| Action item |
Copy each line of the material below that includes the string "GasChannel".
□ □ □ □ □
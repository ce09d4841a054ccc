//! MQ-series analog gas sensor driver.
//!
//! Four channels share one driver: the MQ sensors differ only in which gas
//! their heater/load resistor combination favours, and the alert layer
//! compares raw ADC counts against per-channel thresholds, so no ppm
//! conversion happens here.
//!
//! ## Dual-target design
//!
//! On ESP-IDF: reads the channel's ADC1 input via the hardware adapter.
//! On host/test: reads from per-channel static atomics for injection.

use core::sync::atomic::{AtomicU16, Ordering};

/// Which gas channel a [`GasSensor`] samples.
#[derive(Debug, Clone, Copy, PartialEq, Eq)]
#[repr(usize)]
pub enum GasChannel {
    /// MQ-135 — general air quality.
    AirQuality = 0,
    /// MQ-2 — combustible gas / smoke.
    Combustible = 1,
    /// MQ-4 — methane.
    Methane = 2,
    /// MQ-9 — carbon monoxide / combustible gas.
    CarbonMonoxide = 3,
}

pub const GAS_CHANNEL_COUNT: usize = 4;

static SIM_GAS_ADC: [AtomicU16; GAS_CHANNEL_COUNT] = [
    AtomicU16::new(0),
    AtomicU16::new(0),
    AtomicU16::new(0),
    AtomicU16::new(0),
];

#[cfg(not(target_os = "espidf"))]
pub fn sim_set_gas_adc(channel: GasChannel, raw: u16) {
    SIM_GAS_ADC[channel as usize].store(raw, Ordering::Relaxed);
}

pub struct GasSensor {
    channel: GasChannel,
    last: u16,
}

impl GasSensor {
    pub fn new(channel: GasChannel) -> Self {
        Self { channel, last: 0 }
    }

    /// Sample the channel. Analog reads cannot fail mid-flight, so the
    /// value is always considered valid.
    pub fn read(&mut self) -> u16 {
        self.last = self.read_adc();
        self.last
    }

    pub fn last_reading(&self) -> u16 {
        self.last
    }

    pub fn channel(&self) -> GasChannel {
        self.channel
    }

    #[cfg(target_os = "espidf")]
    fn read_adc(&self) -> u16 {
        crate::adapters::hardware::gas_adc_read(self.channel)
    }

    #[cfg(not(target_os = "espidf"))]
    fn read_adc(&self) -> u16 {
        SIM_GAS_ADC[self.channel as usize].load(Ordering::Relaxed)
    }
}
□ □ □ □ □
| Answer space |
pub enum GasChannel {
pub fn sim_set_gas_adc(channel: GasChannel, raw: u16) {
    channel: GasChannel,
    pub fn new(channel: GasChannel) -> Self {
    pub fn channel(&self) -> GasChannel {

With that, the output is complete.